Wednesday, 16 May 2007 08:35
The tiger is the species most endangered by illegal international trade, a new report has said.
Ahead of next month's Convention on International Trade in Endangered Species (Cites) conference in The Hague, the Netherlands, WWF has released its biennial list of the world's ten most in-demand species being bought, sold, smuggled, killed or captured for trade purposes.
The conservation society says tigers are most under threat in China, claiming that 'farms' used to harvest the big cat for use in traditional medicine still exist.
Heather Sohl, wildlife trade officer at WWF, today said: "The tiger already faces a number of threats and China lifting their ban in the trade of tiger products could sound the death knell for the species."
Also featuring prominently on WWF's list is the shark-like sawfish, a large ray that is used in shark fin soup, the porbeagle shark, which is found in UK waters and fished for its meat and fins, and the spiny dogfish, highly valued in Germany as a smoked meat delicacy.

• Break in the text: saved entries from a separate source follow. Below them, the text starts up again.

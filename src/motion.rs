use serde::{Deserialize, Serialize};

use crate::location::{PositionFix, UtcDT};

/// A fix reported more than this many milliseconds before the moment we
/// evaluate it is stale and ignored
const MAX_FIX_AGE_MS: i64 = 3100;
/// Fixes with a horizontal uncertainty at or above this many meters are ignored
const MAX_HORIZONTAL_ACCURACY: f64 = 20.0;
/// Reported speeds at or below this (m/s) are indistinguishable from GPS drift
const MIN_SPEED: f64 = 0.35;

#[derive(Debug, Clone, Copy, Default, Serialize, Deserialize, PartialEq)]
/// Running motion summary built from a stream of raw fixes.
///
/// Created empty when tracking begins and mutated only through [Self::process].
/// Callers that fan in fixes from multiple sources must serialize their calls,
/// no locking happens here.
pub struct MotionState {
    /// Speed of the last accepted fix in m/s
    pub speed: f64,
    /// Total distance covered in meters, only ever grows
    pub distance: f64,
    /// The last fix that passed the filter, distance is measured from here
    pub previous_fix: Option<PositionFix>,
}

impl MotionState {
    /// Run one raw fix through the acceptance filter, folding it into the
    /// summary if it passes. Returns whether the fix was accepted.
    ///
    /// `now` is the moment of evaluation, kept separate from the fix's own
    /// timestamp so staleness means "old relative to when we saw it".
    /// A rejected fix leaves the state untouched, that's routine noise
    /// rejection and not an error.
    pub fn process(&mut self, fix: PositionFix, now: UtcDT) -> bool {
        if !Self::usable(&fix, now) {
            return false;
        }

        self.speed = fix.speed;

        if let Some(previous) = &self.previous_fix {
            self.distance += fix.location.distance_to(&previous.location);
        }

        self.previous_fix = Some(fix);

        true
    }

    /// Discard everything, used when a tracking session restarts
    pub fn reset(&mut self) {
        *self = Self::default();
    }

    fn usable(fix: &PositionFix, now: UtcDT) -> bool {
        let age = now - fix.timestamp;
        age.num_milliseconds() < MAX_FIX_AGE_MS
            && fix.horizontal_accuracy < MAX_HORIZONTAL_ACCURACY
            && fix.speed > MIN_SPEED
    }
}

#[cfg(test)]
mod tests {
    use super::*;
    use crate::location::Location;
    use chrono::{TimeDelta, Utc};

    fn mk_fix(lat: f64, long: f64, timestamp: UtcDT, accuracy: f64, speed: f64) -> PositionFix {
        PositionFix {
            location: Location { lat, long },
            timestamp,
            horizontal_accuracy: accuracy,
            speed,
            heading: None,
        }
    }

    #[test]
    fn test_stale_fix_rejected() {
        let t = Utc::now();
        let mut state = MotionState::default();
        let fix = mk_fix(0.0, 0.0, t, 10.0, 1.0);

        assert!(!state.process(fix, t + TimeDelta::milliseconds(3100)));
        assert_eq!(state, MotionState::default());

        // Just under the cutoff is fine
        assert!(state.process(fix, t + TimeDelta::milliseconds(3099)));
    }

    #[test]
    fn test_inaccurate_fix_rejected() {
        let t = Utc::now();
        let mut state = MotionState::default();

        assert!(!state.process(mk_fix(0.0, 0.0, t, 20.0, 1.0), t));
        assert!(!state.process(mk_fix(0.0, 0.0, t, 150.0, 1.0), t));
        assert_eq!(state, MotionState::default());

        assert!(state.process(mk_fix(0.0, 0.0, t, 19.9, 1.0), t));
    }

    #[test]
    fn test_slow_fix_rejected() {
        let t = Utc::now();
        let mut state = MotionState::default();

        assert!(!state.process(mk_fix(0.0, 0.0, t, 10.0, 0.35), t));
        assert!(!state.process(mk_fix(0.0, 0.0, t, 10.0, 0.0), t));
        // Negative speed means the service couldn't determine it
        assert!(!state.process(mk_fix(0.0, 0.0, t, 10.0, -1.0), t));
        assert_eq!(state, MotionState::default());
    }

    #[test]
    fn test_future_fix_accepted() {
        // Negative age passes the freshness gate, only stale fixes are dropped
        let t = Utc::now();
        let mut state = MotionState::default();
        let fix = mk_fix(0.0, 0.0, t + TimeDelta::seconds(60), 10.0, 1.0);

        assert!(state.process(fix, t));
    }

    #[test]
    fn test_repeated_rejection_never_mutates() {
        let t = Utc::now();
        let mut state = MotionState::default();
        state.process(mk_fix(0.0, 0.0, t, 10.0, 1.0), t);
        let before = state;

        let bad = mk_fix(1.0, 1.0, t, 50.0, 1.0);
        for _ in 0..10 {
            assert!(!state.process(bad, t));
        }

        assert_eq!(state, before);
    }

    #[test]
    fn test_first_acceptance_does_not_add_distance() {
        let t = Utc::now();
        let mut state = MotionState::default();
        let f1 = mk_fix(40.0, -75.0, t, 10.0, 2.5);

        assert!(state.process(f1, t));
        assert_eq!(state.speed, 2.5);
        assert_eq!(state.distance, 0.0);
        assert_eq!(state.previous_fix, Some(f1));
    }

    #[test]
    fn test_second_acceptance_accumulates_distance() {
        let t = Utc::now();
        let mut state = MotionState::default();
        let f1 = mk_fix(0.0, 0.0, t, 10.0, 1.0);
        let f2 = mk_fix(0.0001, 0.0, t + TimeDelta::seconds(5), 10.0, 1.2);

        assert!(state.process(f1, t + TimeDelta::seconds(1)));
        assert!(state.process(f2, t + TimeDelta::milliseconds(5500)));

        let expected = f1.location.distance_to(&f2.location);
        assert!((state.distance - expected).abs() < 1e-9);
        assert!((state.distance - 11.1).abs() < 0.1, "got {}", state.distance);
        assert_eq!(state.speed, 1.2);
        assert_eq!(state.previous_fix, Some(f2));
    }

    #[test]
    fn test_rejection_preserves_previous_fix_for_later_distance() {
        let t = Utc::now();
        let mut state = MotionState::default();
        let f1 = mk_fix(0.0, 0.0, t, 10.0, 1.0);
        let f2 = mk_fix(0.0001, 0.0, t + TimeDelta::seconds(5), 10.0, 1.2);
        // Poor accuracy, should be dropped without disturbing anything
        let f3 = mk_fix(0.0002, 0.0, t + TimeDelta::seconds(6), 25.0, 1.3);

        assert!(state.process(f1, t + TimeDelta::seconds(1)));
        assert!(state.process(f2, t + TimeDelta::milliseconds(5500)));
        let after_f2 = state;

        assert!(!state.process(f3, t + TimeDelta::milliseconds(6200)));
        assert_eq!(state, after_f2);
    }

    #[test]
    fn test_distance_is_monotonic() {
        let t = Utc::now();
        let mut state = MotionState::default();
        let mut last = 0.0;

        for i in 0..20 {
            let fix = mk_fix(0.0001 * i as f64, 0.0, t, 5.0, 1.0);
            assert!(state.process(fix, t));
            assert!(state.distance >= last);
            last = state.distance;
        }
    }

    #[test]
    fn test_reset_clears_summary() {
        let t = Utc::now();
        let mut state = MotionState::default();
        state.process(mk_fix(0.0, 0.0, t, 10.0, 1.0), t);
        state.process(mk_fix(0.001, 0.0, t, 10.0, 1.0), t);
        assert!(state.distance > 0.0);

        state.reset();
        assert_eq!(state, MotionState::default());
    }
}
use chrono::{DateTime, Utc};
use geo::{Distance, Haversine, Point};
use serde::{Deserialize, Serialize};

/// Convenience alias for UTC DT
pub type UtcDT = DateTime<Utc>;

/// A "part" of a location
pub type LocationComponent = f64;

#[derive(Debug, Clone, Copy, Serialize, Deserialize, PartialEq)]
/// Some point on the globe as reported by a positioning service
pub struct Location {
    /// Latitude in degrees
    pub lat: LocationComponent,
    /// Longitude in degrees
    pub long: LocationComponent,
}

impl Location {
    /// Great-circle distance to another location in meters
    pub fn distance_to(&self, other: &Location) -> f64 {
        Haversine.distance(
            Point::new(self.long, self.lat),
            Point::new(other.long, other.lat),
        )
    }
}

#[derive(Debug, Clone, Copy, Serialize, Deserialize, PartialEq)]
/// A single raw fix delivered by the positioning service.
///
/// Fields are carried exactly as reported, implausible values included;
/// deciding whether a fix is trustworthy is [MotionState](crate::MotionState)'s job.
pub struct PositionFix {
    pub location: Location,
    /// When the service recorded the fix
    pub timestamp: UtcDT,
    /// Uncertainty radius in meters, smaller is better
    pub horizontal_accuracy: f64,
    /// Ground speed in m/s, negative when the service couldn't determine it
    pub speed: f64,
    /// Heading in degrees from true north, if known
    pub heading: Option<f64>,
}
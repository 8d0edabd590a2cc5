use serde::{Deserialize, Serialize};

#[derive(Debug, Clone, Copy, Serialize, Deserialize, PartialEq, Eq)]
/// The kind of permission grant the tracker will ask the service for
pub enum AuthorizationMode {
    /// Updates only while the host app is in the foreground
    WhenInUse,
    /// Updates at any time, needed for background tracking
    Always,
}

#[derive(Debug, Clone, Copy, Default, Serialize, Deserialize, PartialEq, Eq)]
/// Hint to the positioning service about what the fixes will be used for,
/// lets it tune sensor usage
pub enum ActivityType {
    Other,
    AutomotiveNavigation,
    #[default]
    Fitness,
    OtherNavigation,
}

#[derive(Debug, Clone, Copy, Default, Serialize, Deserialize, PartialEq, Eq)]
/// Accuracy level to request from the service. Higher accuracy costs battery.
pub enum DesiredAccuracy {
    #[default]
    BestForNavigation,
    Best,
    NearestTenMeters,
    HundredMeters,
    Kilometer,
}

#[derive(Debug, Clone, Serialize, Deserialize)]
/// Knobs applied to the positioning service when a tracker is created
pub struct TrackerConfig {
    /// Accuracy to request, the service treats this as a goal not a guarantee
    pub desired_accuracy: DesiredAccuracy,
    pub activity_type: ActivityType,
    /// Which permission request to make in [request_authorization](crate::LocationTracker::request_authorization)
    pub authorization_mode: AuthorizationMode,
    /// Minimum horizontal movement in meters before the service reports a new
    /// fix, 0 to report everything
    pub distance_filter: f64,
    /// Keep delivering fixes while the host app is backgrounded (the host
    /// must also hold the matching platform entitlement)
    pub allow_background_updates: bool,
    /// Let the service pause delivery when the user is unlikely to be moving
    pub pause_updates_automatically: bool,
}

impl Default for TrackerConfig {
    fn default() -> Self {
        Self {
            desired_accuracy: DesiredAccuracy::default(),
            activity_type: ActivityType::default(),
            authorization_mode: AuthorizationMode::WhenInUse,
            distance_filter: 0.0,
            allow_background_updates: true,
            pause_updates_automatically: false,
        }
    }
}
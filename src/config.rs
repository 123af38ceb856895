//! Sensor configuration. Loaded from JSON; every section falls back to defaults.

use crate::error::{Result, SensorError};
use serde::{Deserialize, Serialize};
use std::path::{Path, PathBuf};
use std::time::Duration;

#[derive(Debug, Clone, Default, Serialize, Deserialize)]
#[serde(default)]
pub struct SensorConfig {
    /// Density window bounds
    pub window: WindowConfig,
    /// Queue and worker settings
    pub pipeline: PipelineConfig,
    /// Classifier artifact
    pub model: ModelConfig,
    /// Packet source
    pub capture: CaptureConfig,
    /// Where classification events go
    pub sinks: Vec<SinkConfig>,
    /// Logging
    pub log: LogConfig,
}

#[derive(Debug, Clone, Copy, PartialEq, Eq, Serialize, Deserialize)]
#[serde(rename_all = "snake_case")]
pub enum WindowStrategy {
    /// Per-source index, binary-searched
    Indexed,
    /// Global ring buffer, full scan per query
    Scan,
}

#[derive(Debug, Clone, Serialize, Deserialize)]
#[serde(default)]
pub struct WindowConfig {
    /// Retention horizon for the density feature (milliseconds)
    pub horizon_ms: u64,
    /// Aggregate entry bound across all sources
    pub capacity: usize,
    pub strategy: WindowStrategy,
}

#[derive(Debug, Clone, Serialize, Deserialize)]
#[serde(default)]
pub struct PipelineConfig {
    /// Pending classifications before drop-oldest kicks in
    pub queue_capacity: usize,
    /// Classification workers; more than one gives up publish ordering
    pub workers: usize,
    /// Per-call inference bound; `null` disables it
    pub classify_timeout_ms: Option<u64>,
}

#[derive(Debug, Clone, Serialize, Deserialize)]
#[serde(default)]
pub struct ModelConfig {
    pub path: PathBuf,
    /// Expected SHA-256 (hex) of the artifact
    pub sha256: Option<String>,
}

#[derive(Debug, Clone, Default, Serialize, Deserialize)]
#[serde(default)]
pub struct CaptureConfig {
    /// NDJSON packet records; stdin when absent
    pub replay_path: Option<PathBuf>,
}

#[derive(Debug, Clone, PartialEq, Serialize, Deserialize)]
#[serde(tag = "type", rename_all = "snake_case")]
pub enum SinkConfig {
    Stdout,
    Broadcast {
        #[serde(default = "default_broadcast_capacity")]
        capacity: usize,
    },
    Http {
        endpoint: String,
        #[serde(default = "default_http_timeout_ms")]
        timeout_ms: u64,
        #[serde(default = "default_http_retries")]
        max_retries: u32,
    },
}

#[derive(Debug, Clone, Serialize, Deserialize)]
#[serde(default)]
pub struct LogConfig {
    pub level: String,
    pub json: bool,
}

fn default_broadcast_capacity() -> usize {
    1000
}

fn default_http_timeout_ms() -> u64 {
    2000
}

fn default_http_retries() -> u32 {
    1
}

impl Default for WindowConfig {
    fn default() -> Self {
        Self {
            horizon_ms: 2000,
            capacity: 2000,
            strategy: WindowStrategy::Indexed,
        }
    }
}

impl Default for PipelineConfig {
    fn default() -> Self {
        Self {
            queue_capacity: 1000,
            workers: 1,
            classify_timeout_ms: Some(50),
        }
    }
}

impl Default for ModelConfig {
    fn default() -> Self {
        Self {
            path: PathBuf::from("multiclass_nids.onnx"),
            sha256: None,
        }
    }
}

impl Default for LogConfig {
    fn default() -> Self {
        Self {
            level: "info".to_string(),
            json: true,
        }
    }
}

impl WindowConfig {
    pub fn horizon(&self) -> Duration {
        Duration::from_millis(self.horizon_ms)
    }
}

impl PipelineConfig {
    pub fn classify_timeout(&self) -> Option<Duration> {
        self.classify_timeout_ms.map(Duration::from_millis)
    }
}

impl SensorConfig {
    /// Load from JSON file if present; otherwise return default. A file that exists but does
    /// not parse is an error.
    pub fn load(path: &Path) -> Result<Self> {
        if !path.exists() {
            let mut config = Self::default();
            config.sinks = vec![SinkConfig::Stdout];
            return Ok(config);
        }
        let data = std::fs::read_to_string(path)?;
        let mut config: SensorConfig = serde_json::from_str(&data)
            .map_err(|e| SensorError::Config(format!("{}: {}", path.display(), e)))?;
        if config.sinks.is_empty() {
            config.sinks.push(SinkConfig::Stdout);
        }
        config.validate()?;
        Ok(config)
    }

    pub fn validate(&self) -> Result<()> {
        if self.window.horizon_ms == 0 {
            return Err(SensorError::Config("window.horizon_ms must be > 0".into()));
        }
        if self.window.capacity == 0 {
            return Err(SensorError::Config("window.capacity must be > 0".into()));
        }
        if self.pipeline.queue_capacity == 0 {
            return Err(SensorError::Config("pipeline.queue_capacity must be > 0".into()));
        }
        if self.pipeline.workers == 0 {
            return Err(SensorError::Config("pipeline.workers must be > 0".into()));
        }
        Ok(())
    }
}
//! Sensor error taxonomy. Startup and capture errors are fatal; everything raised while handling a
//! single packet only drops that packet.

use std::time::Duration;
use thiserror::Error;

#[derive(Debug, Error)]
pub enum SensorError {
    #[error("model unavailable: {0}")]
    ModelUnavailable(String),

    #[error("capture failure: {0}")]
    CaptureFailure(String),

    #[error("inference error: {0}")]
    InferenceError(String),

    #[error("inference exceeded {0:?}")]
    InferenceTimeout(Duration),

    #[error("publish to {sink} failed: {reason}")]
    PublishFailure { sink: String, reason: String },

    #[error("invalid configuration: {0}")]
    Config(String),

    #[error(transparent)]
    Io(#[from] std::io::Error),
}

impl SensorError {
    /// Fatal errors stop the sensor; the rest are isolated to one packet or one sink.
    pub fn is_fatal(&self) -> bool {
        matches!(
            self,
            SensorError::ModelUnavailable(_)
                | SensorError::CaptureFailure(_)
                | SensorError::Config(_)
                | SensorError::Io(_)
        )
    }
}

pub type Result<T> = std::result::Result<T, SensorError>;
//! HTTP sink: POST each event to a collector endpoint. Bounded by request timeouts and a fixed
//! number of retries, so a dead endpoint costs at most `(1 + retries) * timeout` per event.

use super::EventSink;
use crate::error::{Result, SensorError};
use reqwest::header::CONTENT_TYPE;
use std::time::Duration;
use tracing::debug;

const RETRY_BACKOFF: Duration = Duration::from_millis(100);

pub struct HttpSink {
    client: reqwest::blocking::Client,
    url: String,
    max_retries: u32,
}

impl HttpSink {
    pub fn new(endpoint: &str, timeout: Duration, max_retries: u32) -> Result<Self> {
        let url = endpoint.trim_end_matches('/').to_string();
        if !(url.starts_with("http://") || url.starts_with("https://")) {
            return Err(SensorError::Config(format!("http sink endpoint {:?}", endpoint)));
        }
        let client = reqwest::blocking::Client::builder()
            .timeout(timeout)
            .connect_timeout(timeout)
            .build()
            .map_err(|e| SensorError::Config(format!("http sink client: {}", e)))?;
        Ok(Self {
            client,
            url,
            max_retries,
        })
    }

    fn post(&self, payload: &str) -> std::result::Result<(), String> {
        let res = self
            .client
            .post(&self.url)
            .header(CONTENT_TYPE, "application/json")
            .body(payload.to_owned())
            .send()
            .map_err(|e| e.to_string())?;
        if !res.status().is_success() {
            return Err(res.status().to_string());
        }
        Ok(())
    }
}

impl EventSink for HttpSink {
    fn name(&self) -> &str {
        "http"
    }

    fn send(&self, payload: &str) -> Result<()> {
        let mut attempt = 0;
        loop {
            match self.post(payload) {
                Ok(()) => return Ok(()),
                Err(reason) if attempt >= self.max_retries => {
                    return Err(SensorError::PublishFailure {
                        sink: format!("http {}", self.url),
                        reason,
                    });
                }
                Err(reason) => {
                    attempt += 1;
                    debug!(url = %self.url, attempt, reason = %reason, "retrying event post");
                    std::thread::sleep(RETRY_BACKOFF);
                }
            }
        }
    }
}

#[cfg(test)]
mod tests {
    use super::*;

    #[test]
    fn rejects_non_http_endpoint() {
        let err = HttpSink::new("ws://localhost:5000", Duration::from_secs(1), 0).err();
        assert!(matches!(err, Some(SensorError::Config(_))));
    }

    #[test]
    fn unreachable_endpoint_is_a_publish_failure() {
        // port 1 on loopback: connection refused straight away
        let sink = HttpSink::new("http://127.0.0.1:1/events", Duration::from_millis(500), 1).unwrap();
        let err = sink.send("{}").unwrap_err();
        assert!(matches!(err, SensorError::PublishFailure { .. }));
    }
}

"Some of the marine species in the top ten list – such as the porbeagle and spiny dogfish sharks and the sawfish – are seeing dramatic population declines which need to be addressed before it is too late," explained Ms Sohl.
Other species cited by WWF as most endangered by international trade include red and pink coral, Asian rhinos, the European eel, African and Asian elephants, the figleaf mahogany found in central and South America, Asian elephants and great apes – including gorillas, chimpanzees and orangutans.
On next month's Cites conference Ms Sohl added that the event could provide a "vital opportunity to protect some of the world's most endangered species so that they are not traded to the point of extinction".